Features and improvements:

- The induced penalty to access thread-local storage variables was
  considerably reduced for some compilers, notable for the Intel
  compilers.
- If both OpenMP instrumentation options, omp:tpd and omp:ancestry,
  are supported, use omp:ancestry as default. This works around a
  problem found with recent Intel compilers (e.g., 17.0.0) and the
  omp:tpd option.
- The GCC compiler instrumentation plug-in now instruments functions
  that will not return in the usual way, like, e.g., a Pthread
  start_routine that calls pthread_exit.

Bugfixes:

- Fix compilation error during instrumentation, if the command line
  contains a header file.
- Fix loosing parameter call-paths by avoiding multiple definitions of
  the same parameters.
- Fix that memory allocation measurements are disabled if the
  user explicitly specifies --memory.
- Fix conflict of function wrapping with IPA on BlueGene systems.
- Do not preprocess assembler files anymore.
- Fix race condition in parallel make (make -j). Note that parallel
  'make check' still exhibits race conditions due to Fortran
  dependency issues.
- Fix segmentation fault in the profile when memory operations
  and metric counters are recorded at the same time.
- Improve detection of ARM and Cray platforms.
- Allow for shell variables in configure options. Options like
  '--includedir=\${prefix}/include' caused configure to fail.

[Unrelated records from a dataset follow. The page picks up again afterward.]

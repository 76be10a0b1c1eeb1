// Copyright (c) 2026 SpendLens Contributors
// SPDX-License-Identifier: AGPL-3.0
//! Category reference data.
//!
//! The valid category set and the MCC routing table are loaded once per
//! session and shared read-only (behind an `Arc`) by every concurrent
//! categorization call, so no locking is needed here.

use serde::{Deserialize, Serialize};
use std::collections::{HashMap, HashSet};

/// Category assigned to every CREDIT transaction by the rule stage
pub const INCOME_CATEGORY: &str = "Income";

/// Category used when nothing else can be trusted
pub const FALLBACK_CATEGORY: &str = "Transfers";

#[derive(Debug, Clone, PartialEq, Eq, Serialize, Deserialize)]
pub struct Category {
    pub name: String,
    #[serde(default)]
    pub description: String,
}

impl Category {
    pub fn new(name: impl Into<String>, description: impl Into<String>) -> Self {
        Self {
            name: name.into(),
            description: description.into(),
        }
    }
}

#[derive(Debug, Clone, PartialEq, Eq, Serialize, Deserialize)]
pub struct MccEntry {
    pub mcc: String,
    pub category_name: String,
}

impl MccEntry {
    pub fn new(mcc: impl Into<String>, category_name: impl Into<String>) -> Self {
        Self {
            mcc: mcc.into(),
            category_name: category_name.into(),
        }
    }
}

/// Immutable-per-session view of the valid categories and MCC map
#[derive(Debug, Clone, Default)]
pub struct CategoryReference {
    names: Vec<String>,
    lookup: HashSet<String>,
    mcc_map: HashMap<String, String>,
}

impl CategoryReference {
    /// Build the reference from storage contents.
    ///
    /// Category order is preserved (it is the order shown to the AI
    /// classifier); duplicate names are dropped.
    pub fn new(categories: Vec<String>, mcc_map: HashMap<String, String>) -> Self {
        let mut names = Vec::with_capacity(categories.len());
        let mut lookup = HashSet::with_capacity(categories.len());
        for name in categories {
            if lookup.insert(name.clone()) {
                names.push(name);
            }
        }
        Self {
            names,
            lookup,
            mcc_map,
        }
    }

    pub fn contains(&self, category: &str) -> bool {
        self.lookup.contains(category)
    }

    pub fn names(&self) -> &[String] {
        &self.names
    }

    pub fn category_for_mcc(&self, mcc: &str) -> Option<&str> {
        self.mcc_map.get(mcc.trim()).map(String::as_str)
    }

    pub fn mcc_count(&self) -> usize {
        self.mcc_map.len()
    }

    pub fn is_empty(&self) -> bool {
        self.names.is_empty()
    }
}

/// Built-in catalog used to seed the in-memory backend and generated configs
pub fn default_categories() -> Vec<Category> {
    [
        (INCOME_CATEGORY, "Salary, refunds, cashback, and other credits"),
        ("Food & Dining", "Restaurants, cafes, food delivery"),
        ("Groceries", "Supermarkets, local grocery stores"),
        ("Travel & Transport", "Flights, trains, cabs, fuel, tolls"),
        ("Utilities", "Electricity, water, gas, internet, mobile bills"),
        ("Shopping", "Clothing, electronics, e-commerce, department stores"),
        ("Health & Wellness", "Pharmacies, hospitals, gyms, checkups"),
        ("Entertainment", "Movies, streaming services, events, gaming"),
        (FALLBACK_CATEGORY, "P2P transfers, wallet top-ups, family support"),
        ("Investment", "Stocks, mutual funds, gold, crypto, savings"),
        ("Education", "School fees, courses, books, tuition"),
        ("Pets", "Pet food, vet visits, grooming"),
        ("Home Services", "Repairs, cleaning, decor, furniture"),
        ("Charity", "Donations, NGOs, religious contributions"),
        ("Insurance", "Life, health, car, home insurance premiums"),
        ("Taxes", "Income tax, property tax, GST payments"),
        ("Office & Business", "Co-working, software subscriptions, office supplies"),
        ("Gifts & Donations", "Personal gifts, wedding envelopes"),
        ("Kids", "Toys, baby products, allowances"),
        ("Personal Care", "Salon, spa, cosmetics, grooming products"),
    ]
    .into_iter()
    .map(|(name, description)| Category::new(name, description))
    .collect()
}

pub fn default_mcc_entries() -> Vec<MccEntry> {
    [
        ("5812", "Food & Dining"),
        ("5814", "Food & Dining"),
        ("5462", "Food & Dining"),
        ("5411", "Groceries"),
        ("5422", "Groceries"),
        ("4121", "Travel & Transport"),
        ("5541", "Travel & Transport"),
        ("4789", "Travel & Transport"),
        ("4511", "Travel & Transport"),
        ("4814", "Utilities"),
        ("4900", "Utilities"),
        ("5912", "Health & Wellness"),
        ("8011", "Health & Wellness"),
        ("7997", "Health & Wellness"),
        ("7832", "Entertainment"),
        ("5816", "Entertainment"),
        ("5311", "Shopping"),
        ("5732", "Shopping"),
        ("5651", "Shopping"),
        ("8211", "Education"),
        ("8299", "Education"),
        ("5995", "Pets"),
        ("0742", "Pets"),
        ("6300", "Insurance"),
        ("6011", FALLBACK_CATEGORY),
        ("6211", "Investment"),
        ("8398", "Charity"),
        ("7230", "Personal Care"),
    ]
    .into_iter()
    .map(|(mcc, category)| MccEntry::new(mcc, category))
    .collect()
}

#[cfg(test)]
mod tests {
    use super::*;

    #[test]
    fn test_reference_preserves_order_and_dedups() {
        let reference = CategoryReference::new(
            vec!["Groceries".into(), "Income".into(), "Groceries".into()],
            HashMap::new(),
        );
        assert_eq!(reference.names(), &["Groceries".to_string(), "Income".to_string()]);
        assert!(reference.contains("Income"));
        assert!(!reference.contains("income"));
    }

    #[test]
    fn test_mcc_lookup_trims_code() {
        let reference = CategoryReference::new(
            vec!["Groceries".into()],
            HashMap::from([("5411".to_string(), "Groceries".to_string())]),
        );
        assert_eq!(reference.category_for_mcc(" 5411 "), Some("Groceries"));
        assert_eq!(reference.category_for_mcc("9999"), None);
    }

    #[test]
    fn test_default_catalog_is_consistent() {
        let names: HashSet<String> = default_categories().into_iter().map(|c| c.name).collect();
        assert!(names.contains(INCOME_CATEGORY));
        assert!(names.contains(FALLBACK_CATEGORY));
        for entry in default_mcc_entries() {
            assert!(names.contains(&entry.category_name), "unknown category {}", entry.category_name);
        }
    }
}
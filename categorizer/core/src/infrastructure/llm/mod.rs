// Copyright (c) 2026 SpendLens Contributors
// SPDX-License-Identifier: AGPL-3.0

// Model Provider Infrastructure - Anti-Corruption Layer Implementations
//
// Each adapter translates between the domain provider ports and an external API.

pub mod hash_embedding;
pub mod ollama;
pub mod openai;
pub mod registry;
pub mod retry;

pub use hash_embedding::HashEmbeddingProvider;
pub use registry::ProviderRegistry;
pub use retry::{ResilientEmbeddingProvider, ResilientLLMProvider, RetryPolicy};
// Copyright (c) 2026 SpendLens Contributors
// SPDX-License-Identifier: AGPL-3.0
//! In-process categorizer
//!
//! Builds the storage backend, model providers and categorization service
//! from a loaded configuration.

use anyhow::{Context, Result};
use std::sync::Arc;
use tracing::{info, warn};

use spendlens_core::application::StandardCategorizationService;
use spendlens_core::domain::config::CategorizerConfig;
use spendlens_core::domain::repository::{CategorizationStore, StorageBackend};
use spendlens_core::infrastructure::db::Database;
use spendlens_core::infrastructure::llm::ProviderRegistry;
use spendlens_core::infrastructure::repositories::{InMemoryCategorizationStore, PostgresCategorizationStore};

pub struct EmbeddedCategorizer {
    service: Arc<StandardCategorizationService>,
    ephemeral: bool,
}

impl EmbeddedCategorizer {
    pub async fn new(config: &CategorizerConfig) -> Result<Self> {
        config.validate().context("Configuration validation failed")?;

        let backend = config.spec.storage.resolve()?;
        let ephemeral = matches!(backend, StorageBackend::InMemory);
        let store = Self::open_store(config, backend).await?;
        let registry = ProviderRegistry::from_config(&config.spec.providers, &config.spec.retry);

        let mut service = StandardCategorizationService::load(store, config.spec.waterfall.clone())
            .await
            .context("Failed to load category reference data")?;
        if let Some(chat) = registry.chat() {
            service = service.with_llm(chat);
        }
        if let Some(embedder) = registry.embedding() {
            service = service.with_embedder(embedder);
        }

        Ok(Self {
            service: Arc::new(service),
            ephemeral,
        })
    }

    async fn open_store(config: &CategorizerConfig, backend: StorageBackend) -> Result<Arc<dyn CategorizationStore>> {
        let reference = &config.spec.reference;

        match backend {
            StorageBackend::InMemory => {
                info!("Using in-memory storage");
                Ok(Arc::new(InMemoryCategorizationStore::with_reference(
                    reference.categories.clone(),
                    reference.mcc.clone(),
                )))
            }
            StorageBackend::PostgreSQL(postgres) => {
                info!("Connecting to PostgreSQL");
                let database = Database::new(&postgres.connection_string, postgres.max_connections)
                    .await
                    .context("Failed to connect to PostgreSQL")?;
                database.migrate().await.context("Failed to create database schema")?;
                database
                    .seed_reference(&reference.categories, &reference.mcc)
                    .await
                    .context("Failed to seed reference data")?;
                Ok(Arc::new(PostgresCategorizationStore::new(&database)))
            }
        }
    }

    pub fn service(&self) -> Arc<StandardCategorizationService> {
        self.service.clone()
    }

    /// True when history and learned memory are discarded at exit
    pub fn is_ephemeral(&self) -> bool {
        self.ephemeral
    }

    /// Warns that `command` reads or builds state this process will not keep
    pub fn warn_if_ephemeral(&self, command: &str) -> bool {
        if self.ephemeral {
            warn!(
                command,
                "Storage backend is in_memory: transaction history and learned merchants do not survive this run. \
                 Configure spec.storage.backend: postgres to keep them"
            );
        }
        self.ephemeral
    }
}

#[cfg(test)]
mod tests {
    use super::*;
    use spendlens_core::application::CategorizationService;

    #[tokio::test]
    async fn test_default_config_builds_in_memory_categorizer() {
        let categorizer = EmbeddedCategorizer::new(&CategorizerConfig::default()).await.unwrap();
        let categories = categorizer.service().list_categories().await.unwrap();
        assert_eq!(categories.len(), 20);
        assert!(categorizer.is_ephemeral());
        assert!(categorizer.warn_if_ephemeral("transactions list"));
    }

    #[tokio::test]
    async fn test_invalid_config_is_rejected() {
        let mut config = CategorizerConfig::default();
        config.spec.waterfall.similarity_threshold = 1.5;
        assert!(EmbeddedCategorizer::new(&config).await.is_err());
    }
}
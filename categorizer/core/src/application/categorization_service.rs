// Copyright (c) 2026 SpendLens Contributors
// SPDX-License-Identifier: AGPL-3.0
//! # CategorizationService — Categorize and Persist
//!
//! Application service wiring the pipeline together:
//!
//! ```text
//! NewTransaction ─validate→ Transaction ─normalize→ clean description
//!     ─waterfall→ Decision ─learning loop→ persisted CategorizationResult
//! ```
//!
//! ## Contract
//!
//! `categorize` is all-or-nothing: a result is returned only after the
//! transaction row has been written. Validation and persistence failures
//! are the only errors a caller can see; provider failures degrade the
//! waterfall instead.
//!
//! ## Reference data
//!
//! The category set and MCC map are read from storage once when the service
//! is built and then shared read-only by every call.

use async_trait::async_trait;
use std::sync::Arc;
use std::time::Duration;
use tracing::{info, Instrument};

use crate::application::ai_classifier::AiClassifier;
use crate::application::learning_loop::LearningLoop;
use crate::application::waterfall::WaterfallOrchestrator;
use crate::domain::categorization::CategorizationResult;
use crate::domain::category::{Category, CategoryReference};
use crate::domain::config::WaterfallConfig;
use crate::domain::llm::{EmbeddingProvider, LLMProvider};
use crate::domain::normalizer::{description_source, normalize};
use crate::domain::repository::{CategorizationStore, RepositoryError};
use crate::domain::transaction::{NewTransaction, TransactionFilter, TransactionRecord, ValidationError};

#[derive(Debug, thiserror::Error)]
pub enum CategorizationError {
    #[error("Invalid transaction: {0}")]
    Validation(#[from] ValidationError),

    #[error("Persistence failed: {0}")]
    Persistence(#[from] RepositoryError),
}

/// CategorizationService interface
#[async_trait]
pub trait CategorizationService: Send + Sync {
    /// Categorize a transaction and persist it, using the configured deadline
    async fn categorize(&self, input: NewTransaction) -> Result<CategorizationResult, CategorizationError>;

    /// Categorize with a caller-supplied overall deadline
    async fn categorize_within(
        &self,
        input: NewTransaction,
        deadline: Option<Duration>,
    ) -> Result<CategorizationResult, CategorizationError>;

    async fn find_transaction(&self, transaction_id: &str) -> Result<Option<TransactionRecord>, CategorizationError>;

    async fn list_transactions(&self, filter: &TransactionFilter) -> Result<Vec<TransactionRecord>, CategorizationError>;

    async fn list_categories(&self) -> Result<Vec<Category>, CategorizationError>;
}

/// Standard implementation of CategorizationService
pub struct StandardCategorizationService {
    store: Arc<dyn CategorizationStore>,
    waterfall: WaterfallOrchestrator,
    learning: LearningLoop,
    config: WaterfallConfig,
}

impl StandardCategorizationService {
    pub fn new(
        store: Arc<dyn CategorizationStore>,
        reference: Arc<CategoryReference>,
        config: WaterfallConfig,
    ) -> Self {
        Self {
            waterfall: WaterfallOrchestrator::new(store.clone(), reference, &config),
            learning: LearningLoop::new(store.clone(), config.promotion_threshold),
            store,
            config,
        }
    }

    /// Build the service after loading reference data from storage
    pub async fn load(
        store: Arc<dyn CategorizationStore>,
        config: WaterfallConfig,
    ) -> Result<Self, RepositoryError> {
        let categories = store.categories().await?;
        let mcc_map = store.mcc_map().await?;
        let reference = CategoryReference::new(categories, mcc_map);
        info!(
            categories = reference.names().len(),
            mcc_codes = reference.mcc_count(),
            "Loaded category reference"
        );
        Ok(Self::new(store, Arc::new(reference), config))
    }

    pub fn with_embedder(mut self, embedder: Arc<dyn EmbeddingProvider>) -> Self {
        self.waterfall = self.waterfall.with_embedder(embedder);
        self
    }

    pub fn with_llm(mut self, provider: Arc<dyn LLMProvider>) -> Self {
        let classifier = AiClassifier::new(
            provider,
            self.config.default_ai_confidence,
            self.config.fail_safe_confidence,
        );
        self.waterfall = self.waterfall.with_classifier(classifier);
        self
    }

    pub fn reference(&self) -> &CategoryReference {
        self.waterfall.reference()
    }
}

#[async_trait]
impl CategorizationService for StandardCategorizationService {
    async fn categorize(&self, input: NewTransaction) -> Result<CategorizationResult, CategorizationError> {
        self.categorize_within(input, self.waterfall.deadline()).await
    }

    async fn categorize_within(
        &self,
        input: NewTransaction,
        deadline: Option<Duration>,
    ) -> Result<CategorizationResult, CategorizationError> {
        let transaction = input.validate()?;
        let span = tracing::info_span!("categorize", transaction_id = %transaction.transaction_id);

        async move {
            let source_text = description_source(
                transaction.raw_description.as_deref(),
                transaction.beneficiary_name.as_deref(),
                transaction.remarks.as_deref(),
            );
            let clean_description = normalize(&source_text);

            let outcome = self
                .waterfall
                .run_with_deadline(&transaction, &clean_description, deadline)
                .await;
            let result = CategorizationResult::from_decision(
                transaction.transaction_id.clone(),
                clean_description,
                outcome.decision,
            );
            info!(
                category = %result.category_name,
                confidence = result.confidence.value(),
                source = %result.source,
                "Final decision"
            );

            self.learning.persist(transaction, &result, outcome.embedding).await?;
            Ok::<_, CategorizationError>(result)
        }
        .instrument(span)
        .await
    }

    async fn find_transaction(&self, transaction_id: &str) -> Result<Option<TransactionRecord>, CategorizationError> {
        Ok(self.store.find_transaction(transaction_id).await?)
    }

    async fn list_transactions(&self, filter: &TransactionFilter) -> Result<Vec<TransactionRecord>, CategorizationError> {
        Ok(self.store.list_transactions(filter).await?)
    }

    async fn list_categories(&self) -> Result<Vec<Category>, CategorizationError> {
        Ok(self.store.list_categories().await?)
    }
}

------------------- Released version 3.0 -----------------------------

Note: In this version, we switch from a 'major.minor.bugfix'
versioning scheme to a 'major.bugfix' scheme. New user-relevant
features will be introduced by increasing the major number. Bugfix
releases will not add new user-relevant features but might contain,
in addition to bugfixes, Score-P-internal improvements.

Major features:

- Support for instrumentation of OpenACC codes based on the profiling
  interface specified in OpenACC 2.5.

Features and improvements:

- Extract topology information from the Slurm topology/tree plugin to
  create the system tree.  This feature is available in Slurm since
  version 2.1 (around 09/2009) and documented since 01/2014.  Please
  refer to the Slurm documentation how to enable this feature:
    http://slurm.schedmd.com/topology.html
- Change PGI C++ compiler settings (selected via
  --with-nocross-compiler-suite=pgi) from pgCC to pgc++. PGI removed
  pgCC in version 16.1. If your installation still provides pgCC and
  you want to use it, please add CXX=pgCC to your configure line.

Bugfixes:

- Prevent sampling/unwinding when Intel MPI is used. This combination,
  even when sampling is not active, may mysteriously alter the
  application output just by linking libunwind.
- Fixed possible underestimation of the trace size and memory footprint
  in scorep-score due to counting timestamps only for enter/leave
  records.
- Fixed function signatures of SHMEM API functions that changed in
  Open MPI 2.0.

------------------- Released version 2.0.2 ---------------------------

Bugfixes:

- The preprocessing of source files before they will be instrumented
  with OPARI2 was broken.  This is fixed.
- Prevent potential division by zero error during calculation of tsc
  timer frequency.
- Compiler-specific CXXFLAGS might break the 'build-score' configure
  as CXX use to build 'scorep-score' might differ from CXX used to
  build the Score-P libraries. CXXFLAGS in build-score are now
  ignored. To set build-score related CXXFLAGS, use
  CXXFLAGS_FOR_BUILD_SCORE.
- Fix bug in configuration of SHMEM support triggered by change in
  shmem.fh header of Open MPI 1.10.2.
- Fix PAPI configure check when additional libraries are needed to
  successfully link to PAPI. This was a regression introduced with
  version 2.0.
- Fix typos in remapping specification file which caused the
  point-to-point and collective bytes transferred metrics to always
  be zero.
- Build-system hardening.
- The configure check for libunwind now also works if libunwind
  depends on liblzma.
- Documentation improvements.
- Fixed memory leaks in sampling and CUDA mode.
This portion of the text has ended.